Work instructions: Your answer should be the lines of the listing that contain the word "every".

Material provided:

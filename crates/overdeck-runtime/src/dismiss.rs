#![forbid(unsafe_code)]

//! Deferred closes driven by an external clock.
//!
//! Overlay lifetime is not the store's business: a caller that wants a toast
//! to go away after a while schedules a close here and calls
//! [`DismissTimers::fire_due`] from its own tick. Cancelling a timer for an
//! item that was closed by other means is the caller's job; a timer that
//! fires anyway hits a closed handle and does nothing, since ids are never
//! reused.

use std::collections::BTreeMap;
use std::fmt;

use overdeck_core::OverlayId;
use web_time::{Duration, Instant};

use crate::kind::Handle;

/// When a scheduled close falls due. `Never` sorts after every instant and
/// stands in for a delay the clock cannot represent.
#[derive(Debug, Clone, Copy, PartialEq, Eq, PartialOrd, Ord)]
enum Deadline {
    At(Instant),
    Never,
}

/// Token identifying one scheduled close.
#[derive(Debug, Clone, Copy, PartialEq, Eq, Hash, PartialOrd, Ord)]
pub struct TimerToken(u64);

struct PendingClose {
    id: OverlayId,
    kind: String,
    close: Box<dyn Fn()>,
}

/// Ordered set of scheduled closes.
#[derive(Default)]
pub struct DismissTimers {
    next_token: u64,
    /// Keyed by deadline, then token, so equal deadlines fire in schedule order.
    entries: BTreeMap<(Deadline, TimerToken), PendingClose>,
}

impl fmt::Debug for DismissTimers {
    fn fmt(&self, f: &mut fmt::Formatter<'_>) -> fmt::Result {
        f.debug_struct("DismissTimers")
            .field("pending", &self.entries.len())
            .field("next_deadline", &self.next_deadline())
            .finish()
    }
}

impl DismissTimers {
    #[must_use]
    pub fn new() -> Self {
        Self::default()
    }

    /// Close `handle` once `now + after` has passed.
    ///
    /// A delay that overflows the clock is kept as a timer that never fires,
    /// so it can still be cancelled by token.
    pub fn schedule<C: Clone + 'static>(
        &mut self,
        handle: &Handle<C>,
        after: Duration,
        now: Instant,
    ) -> TimerToken {
        let token = TimerToken(self.next_token);
        self.next_token += 1;

        let deadline = match now.checked_add(after) {
            Some(at) => Deadline::At(at),
            None => {
                tracing::warn!(
                    message = "dismiss.unrepresentable_deadline",
                    kind = handle.kind(),
                    id = handle.id().get(),
                    after_secs = after.as_secs()
                );
                Deadline::Never
            }
        };

        let target = handle.clone();
        self.entries.insert(
            (deadline, token),
            PendingClose {
                id: handle.id(),
                kind: handle.kind().to_string(),
                close: Box::new(move || target.close()),
            },
        );
        token
    }

    /// Drop a scheduled close. Returns whether it was still pending.
    pub fn cancel(&mut self, token: TimerToken) -> bool {
        let key = self.entries.keys().find(|(_, t)| *t == token).copied();
        key.is_some_and(|key| self.entries.remove(&key).is_some())
    }

    /// Cancel every pending close targeting `id`. Returns how many were dropped.
    pub fn cancel_for(&mut self, id: OverlayId) -> usize {
        let before = self.entries.len();
        self.entries.retain(|_, pending| pending.id != id);
        before - self.entries.len()
    }

    /// Run every close whose deadline is at or before `now`, earliest first.
    pub fn fire_due(&mut self, now: Instant) -> usize {
        let mut fired = 0;
        while let Some(entry) = self.entries.first_entry() {
            match entry.key().0 {
                Deadline::At(at) if at <= now => {}
                _ => break,
            }
            let pending = entry.remove();
            tracing::debug!(
                message = "dismiss.fire",
                kind = pending.kind.as_str(),
                id = pending.id.get()
            );
            (pending.close)();
            fired += 1;
        }
        fired
    }

    #[must_use]
    pub fn next_deadline(&self) -> Option<Instant> {
        match self.entries.keys().next() {
            Some((Deadline::At(at), _)) => Some(*at),
            _ => None,
        }
    }

    #[must_use]
    pub fn len(&self) -> usize {
        self.entries.len()
    }

    #[must_use]
    pub fn is_empty(&self) -> bool {
        self.entries.is_empty()
    }
}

Output of the task:
/// When a scheduled close falls due. `Never` sorts after every instant and
    /// Cancel every pending close targeting `id`. Returns how many were dropped.
    /// Run every close whose deadline is at or before `now`, earliest first.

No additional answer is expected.